» **Try it**
All entries must be transcribed without a single difference.

Start of Dataset entries

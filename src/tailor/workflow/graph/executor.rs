// SPDX-License-Identifier: MIT

//! Graph executor

use crate::adk::error::{GraphError, TailorError};
use crate::tailor::workflow::stage::{Stage, StageOutput};
use crate::tailor::workflow::state::PipelineState;
use crate::tailor::workflow::types::StageName;
use chrono::{DateTime, Utc};
use std::collections::HashMap;
use std::sync::Arc;

use super::builder::Edge;

/// Safety limit on stage executions per run
pub const MAX_STEPS: u32 = 100;

/// Compiled node ready for execution
pub struct CompiledNode {
    pub stage: Arc<dyn Stage>,
    pub edge: Edge,
}

/// Result of one graph invocation
#[derive(Debug, Clone)]
pub struct GraphRun {
    pub state: PipelineState,
    /// Stages in execution order
    pub path: Vec<StageName>,
    pub started_at: DateTime<Utc>,
    pub finished_at: DateTime<Utc>,
}

impl GraphRun {
    pub fn visited(&self, stage: StageName) -> bool {
        self.path.contains(&stage)
    }

    pub fn elapsed(&self) -> chrono::Duration {
        self.finished_at - self.started_at
    }
}

/// Validated, immutable graph
pub struct CompiledGraph {
    name: String,
    entry: StageName,
    nodes: HashMap<StageName, CompiledNode>,
    order: Vec<StageName>,
}

impl CompiledGraph {
    pub(super) fn new(
        name: String,
        entry: StageName,
        nodes: HashMap<StageName, CompiledNode>,
        order: Vec<StageName>,
    ) -> Self {
        Self {
            name,
            entry,
            nodes,
            order,
        }
    }

    pub fn name(&self) -> &str {
        &self.name
    }

    pub fn entry(&self) -> StageName {
        self.entry
    }

    /// Stage names in registration order
    pub fn stage_names(&self) -> &[StageName] {
        &self.order
    }

    pub fn contains(&self, stage: StageName) -> bool {
        self.nodes.contains_key(&stage)
    }

    /// Run the graph from the entry stage until the terminal stage completes
    ///
    /// Stage failures never end up here; they are merged into the state's
    /// error accumulator and routing decides what happens next.
    pub async fn invoke(&self, mut state: PipelineState) -> Result<GraphRun, TailorError> {
        let started_at = Utc::now();
        let mut path = Vec::new();
        let mut current = self.entry;

        log::info!("[{}] Starting run {}", self.name, state.run_id);

        loop {
            if path.len() as u32 >= MAX_STEPS {
                log::error!("[{}] Graph execution exceeded max steps", self.name);
                return Err(TailorError::MaxIterations {
                    kind: "graph steps".to_string(),
                    limit: MAX_STEPS,
                });
            }

            let node = self
                .nodes
                .get(&current)
                .ok_or_else(|| GraphError::UnknownStage(current.to_string()))?;

            state.current_stage = Some(current);
            log::info!("[{}] Executing stage: {}", self.name, current.label());

            let output = node.stage.run(&state).await;
            merge_output(node.stage.as_ref(), output, &mut state);
            path.push(current);

            current = match &node.edge {
                Edge::End => break,
                Edge::Always(next) => *next,
                Edge::Conditional { router, branches } => {
                    let route = router.decide(&state);
                    log::debug!("[{}] {} chose route '{}'", self.name, router.name(), route);
                    *branches
                        .get(&route)
                        .ok_or_else(|| GraphError::UnmappedRoute {
                            stage: current.to_string(),
                            route: route.to_string(),
                        })?
                }
            };
        }

        let finished_at = Utc::now();
        log::info!(
            "[{}] Finished after {} stages ({} ms)",
            self.name,
            path.len(),
            (finished_at - started_at).num_milliseconds()
        );

        Ok(GraphRun {
            state,
            path,
            started_at,
            finished_at,
        })
    }
}

/// Fold a stage's output into the state, enforcing its write contract
fn merge_output(stage: &dyn Stage, output: StageOutput, state: &mut PipelineState) {
    let StageOutput {
        mut update,
        failures,
    } = output;

    let dropped = update.retain_fields(stage.writes());
    if !dropped.is_empty() {
        let names: Vec<&str> = dropped.iter().map(|f| f.as_str()).collect();
        log::error!(
            "Stage {} wrote undeclared fields {:?}; discarding them",
            stage.name(),
            names
        );
    }

    for failure in &failures {
        log::error!("{}", failure);
    }
    if !failures.is_empty() {
        update.errors = Some(failures);
    }

    state.apply_update(update);
}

End of Dataset entries

» **Solved exercise**
filename src/tailor/workflow/graph/executor.rs
// SPDX-License-Identifier: MIT

//! Graph executor

use crate::adk::error::{GraphError, TailorError};
use crate::tailor::workflow::stage::{Stage, StageOutput};
use crate::tailor::workflow::state::PipelineState;
use crate::tailor::workflow::types::StageName;
use chrono::{DateTime, Utc};
use std::collections::HashMap;
use std::sync::Arc;

use super::builder::Edge;

/// Safety limit on stage executions per run
pub const MAX_STEPS: u32 = 100;

/// Compiled node ready for execution
pub struct CompiledNode {
    pub stage: Arc<dyn Stage>,
    pub edge: Edge,
}

/// Result of one graph invocation
#[derive(Debug, Clone)]
pub struct GraphRun {
    pub state: PipelineState,
    /// Stages in execution order
    pub path: Vec<StageName>,
    pub started_at: DateTime<Utc>,
    pub finished_at: DateTime<Utc>,
}

impl GraphRun {
    pub fn visited(&self, stage: StageName) -> bool {
        self.path.contains(&stage)
    }

    pub fn elapsed(&self) -> chrono::Duration {
        self.finished_at - self.started_at
    }
}

/// Validated, immutable graph
pub struct CompiledGraph {
    name: String,
    entry: StageName,
    nodes: HashMap<StageName, CompiledNode>,
    order: Vec<StageName>,
}

impl CompiledGraph {
    pub(super) fn new(
        name: String,
        entry: StageName,
        nodes: HashMap<StageName, CompiledNode>,
        order: Vec<StageName>,
    ) -> Self {
        Self {
            name,
            entry,
            nodes,
            order,
        }
    }

    pub fn name(&self) -> &str {
        &self.name
    }

    pub fn entry(&self) -> StageName {
        self.entry
    }

    /// Stage names in registration order
    pub fn stage_names(&self) -> &[StageName] {
        &self.order
    }

    pub fn contains(&self, stage: StageName) -> bool {
        self.nodes.contains_key(&stage)
    }

    /// Run the graph from the entry stage until the terminal stage completes
    ///
    /// Stage failures never end up here; they are merged into the state's
    /// error accumulator and routing decides what happens next.
    pub async fn invoke(&self, mut state: PipelineState) -> Result<GraphRun, TailorError> {
        let started_at = Utc::now();
        let mut path = Vec::new();
        let mut current = self.entry;

        log::info!("[{}] Starting run {}", self.name, state.run_id);

        loop {
            if path.len() as u32 >= MAX_STEPS {
                log::error!("[{}] Graph execution exceeded max steps", self.name);
                return Err(TailorError::MaxIterations {
                    kind: "graph steps".to_string(),
                    limit: MAX_STEPS,
                });
            }

            let node = self
                .nodes
                .get(&current)
                .ok_or_else(|| GraphError::UnknownStage(current.to_string()))?;

            state.current_stage = Some(current);
            log::info!("[{}] Executing stage: {}", self.name, current.label());

            let output = node.stage.run(&state).await;
            merge_output(node.stage.as_ref(), output, &mut state);
            path.push(current);

            current = match &node.edge {
                Edge::End => break,
                Edge::Always(next) => *next,
                Edge::Conditional { router, branches } => {
                    let route = router.decide(&state);
                    log::debug!("[{}] {} chose route '{}'", self.name, router.name(), route);
                    *branches
                        .get(&route)
                        .ok_or_else(|| GraphError::UnmappedRoute {
                            stage: current.to_string(),
                            route: route.to_string(),
                        })?
                }
            };
        }

        let finished_at = Utc::now();
        log::info!(
            "[{}] Finished after {} stages ({} ms)",
            self.name,
            path.len(),
            (finished_at - started_at).num_milliseconds()
        );

        Ok(GraphRun {
            state,
            path,
            started_at,
            finished_at,
        })
    }
}

/// Fold a stage's output into the state, enforcing its write contract
fn merge_output(stage: &dyn Stage, output: StageOutput, state: &mut PipelineState) {
    let StageOutput {
        mut update,
        failures,
    } = output;

    let dropped = update.retain_fields(stage.writes());
    if !dropped.is_empty() {
        let names: Vec<&str> = dropped.iter().map(|f| f.as_str()).collect();
        log::error!(
            "Stage {} wrote undeclared fields {:?}; discarding them",
            stage.name(),
            names
        );
    }

    for failure in &failures {
        log::error!("{}", failure);
    }
    if !failures.is_empty() {
        update.errors = Some(failures);
    }

    state.apply_update(update);
}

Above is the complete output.